The escalating global demand for hydrogen peroxide (H₂O₂), anticipated to reach 5.7 million tons by 2027, demonstrates its indispensable role across various application areas, including papermaking, mining, chemical engineering, and water treatment.¹ The conventional reliance on the anthraquinone process for industrial H₂O₂ production, despite its high efficacy, raises significant environmental and energy consumption concerns, given its high energy inputs and hazardous waste outputs.² These challenges have spurred the search for alternative green and sustainable production methodologies, with artificial photosynthesis at the forefront as a viable and promising solution.³ Nevertheless, this technology is still far from commercial viability for scalable H₂O₂ production. The primary impediment stems from the fact that the efficiency and stability of current photocatalysts fail to meet the stringent demands of industrial applications.

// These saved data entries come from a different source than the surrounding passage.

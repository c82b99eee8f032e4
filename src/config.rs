use crate::utils::{WORD_SIZE, checked_align_word};

/// Default upper bound of the heap, the same 20 MiB the classic `memlib`
/// driver reserves.
pub const DEFAULT_MAX_HEAP_SIZE: usize = 20 * (1 << 20);

/// Default over-allocation threshold. When the heap has to grow, it grows by
/// at least this many bytes so the next small requests don't have to.
pub const DEFAULT_CHUNK_SIZE: usize = 128;

/// Tunables of a [`crate::Heap`].
#[derive(Debug, Clone, Copy, PartialEq, Eq)]
pub struct HeapConfig {
    max_heap_size: usize,
    chunk_size: usize,
}

impl HeapConfig {
    pub const fn new() -> Self {
        Self {
            max_heap_size: DEFAULT_MAX_HEAP_SIZE,
            chunk_size: DEFAULT_CHUNK_SIZE,
        }
    }

    pub fn with_max_heap_size(mut self, max_heap_size: usize) -> Self {
        self.max_heap_size = max_heap_size;
        self
    }

    /// Sets the growth threshold, rounded up to the word size. Values too
    /// close to `usize::MAX` to round up are rounded down instead.
    pub fn with_chunk_size(mut self, chunk_size: usize) -> Self {
        self.chunk_size = checked_align_word(chunk_size).unwrap_or(chunk_size & !(WORD_SIZE - 1));
        self
    }

    /// Bytes reserved up front by [`crate::Heap::new`]. The heap can never
    /// grow beyond this.
    pub fn max_heap_size(&self) -> usize {
        self.max_heap_size
    }

    /// Minimum amount the heap grows by when no free block fits. Always a
    /// multiple of [`WORD_SIZE`].
    pub fn chunk_size(&self) -> usize {
        self.chunk_size
    }
}

impl Default for HeapConfig {
    fn default() -> Self {
        Self::new()
    }
}
//! Platform-dependent memory requests. This is the only place where the
//! crate talks to the operating system.

use std::ptr::NonNull;

/// Unit type the platform implementations hang off.
pub(crate) struct Kernel;

/// This trait provides an abstraction to handle low level memory operations
/// and syscalls. The heap itself only ever sees a [`crate::MappedRegion`],
/// which has nothing to do with the concrete APIs offered by each kernel.
trait PlatformMemory {
    /// Maps `len` bytes of zeroed, read-write memory. Returns `None` if the
    /// underlying syscall fails.
    unsafe fn request_memory(len: usize) -> Option<NonNull<u8>>;

    /// Returns the mapping of size `len` starting at `addr` to the kernel.
    unsafe fn return_memory(addr: NonNull<u8>, len: usize);

    /// Virtual memory page size of the computer in bytes.
    fn page_size() -> usize;
}

/// Wrapper to use [`PlatformMemory::request_memory`].
///
/// **SAFETY**: the returned mapping must eventually be handed back through
/// [`return_memory`] with the same `len`.
#[inline]
pub(crate) unsafe fn request_memory(len: usize) -> Option<NonNull<u8>> {
    unsafe { Kernel::request_memory(len) }
}

/// Wrapper to use [`PlatformMemory::return_memory`].
///
/// **SAFETY**: `addr` and `len` must describe a mapping obtained from
/// [`request_memory`] that nobody references anymore.
#[inline]
pub(crate) unsafe fn return_memory(addr: NonNull<u8>, len: usize) {
    unsafe { Kernel::return_memory(addr, len) }
}

/// Wrapper to use [`PlatformMemory::page_size`].
#[inline]
pub(crate) fn page_size() -> usize {
    Kernel::page_size()
}

#[cfg(unix)]
mod unix {
    use super::{Kernel, PlatformMemory};

    use libc::{mmap, munmap, off_t, size_t};

    use std::{os::raw::{c_int, c_void}, ptr::{self, NonNull}};

    impl PlatformMemory for Kernel {
        unsafe fn request_memory(len: usize) -> Option<NonNull<u8>> {
            // Anonymous private mappings come back zero-filled.
            const PROT: c_int = libc::PROT_READ | libc::PROT_WRITE;
            const FLAGS: c_int = libc::MAP_PRIVATE | libc::MAP_ANONYMOUS;
            const FD: c_int = -1;
            const OFFSET: off_t = 0;

            unsafe {
                let addr = mmap(ptr::null_mut(), len as size_t, PROT, FLAGS, FD, OFFSET);

                match addr {
                    libc::MAP_FAILED => None,
                    addr => NonNull::new(addr.cast::<u8>()),
                }
            }
        }

        unsafe fn return_memory(addr: NonNull<u8>, len: usize) {
            unsafe {
                munmap(addr.as_ptr().cast::<c_void>(), len as size_t);
            }
        }

        fn page_size() -> usize {
            unsafe { libc::sysconf(libc::_SC_PAGE_SIZE) as usize }
        }
    }
}

#[cfg(windows)]
mod windows {
    use std::{mem::MaybeUninit, os::raw::c_void, ptr::NonNull};

    use super::{Kernel, PlatformMemory};

    use windows::Win32::System::{Memory, SystemInformation};

    impl PlatformMemory for Kernel {
        unsafe fn request_memory(len: usize) -> Option<NonNull<u8>> {
            // Committed pages are zero-filled.
            let protection = Memory::PAGE_READWRITE;
            let flags = Memory::MEM_RESERVE | Memory::MEM_COMMIT;

            unsafe {
                let addr = Memory::VirtualAlloc(None, len, flags, protection);

                NonNull::new(addr.cast())
            }
        }

        unsafe fn return_memory(addr: NonNull<u8>, _len: usize) {
            unsafe {
                let _ = Memory::VirtualFree(addr.as_ptr().cast::<c_void>(), 0, Memory::MEM_RELEASE);
            }
        }

        fn page_size() -> usize {
            unsafe {
                let mut system_info = MaybeUninit::uninit();
                SystemInformation::GetSystemInfo(system_info.as_mut_ptr());

                system_info.assume_init().dwPageSize as usize
            }
        }
    }
}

This discrepancy highlights the urgent necessity for the innovative creation of photocatalysts that are not only cost-efficient and robust but also exhibit superior efficiency.⁴

Conjugated microporous polymers (CMPs) emerge as a novel class of polymer photocatalysts for solar-driven H₂O₂ production, owing to their extensive π-electron systems, high surface areas, and flexibility in their structural modification. However, despite these fascinating characteristics, the photocatalytic efficiency of CMPs is often compromised by pronounced charge recombination and high energy barriers during H₂O₂ generation.⁵ To address these limitations, research has ventured into incorporating diverse functional groups into CMPs, such as triazines, thiophenes, and furans, aiming to enhance photocatalytic performances of CMPs.⁶ Unfortunately, CMP-based photocatalysts still tend to underperform when compared to other polymer photocatalysts such as resorcinol–formaldehyde resins, covalent organic frameworks, and g-C₃N₄ derivatives.⁷ Thus, enhancing the photocatalytic efficiency of CMPs through molecular engineering, particularly by introducing innovative redox-active groups that can improve charge transfer and lower the energy threshold for H₂O₂ production, is highly desirable.⁸

Phenazines are naturally abundant compounds that can be synthesized by various bacteria, including strains of Pseudomonas and Streptomyces.⁹ These compounds can undergo redox cycling within biological systems, oscillating between oxidized (phenazine) and reduced (dihydrophenazine) states. The interconversion between phenazine and dihydrophenazine has essential implications in biological systems, including redox reactions, electron transfer, and cellular signaling.¹⁰ In light of the exceptional ability of phenazine-based compounds to transfer electrons and their pivotal role in redox reactions within biological systems, integrating phenazine as a functional group into the structure of CMPs could potentially enhance their performances in photocatalytic H₂O₂ production. This makes phenazine an excellent candidate for designing CMPs with enhanced photocatalytic efficiency.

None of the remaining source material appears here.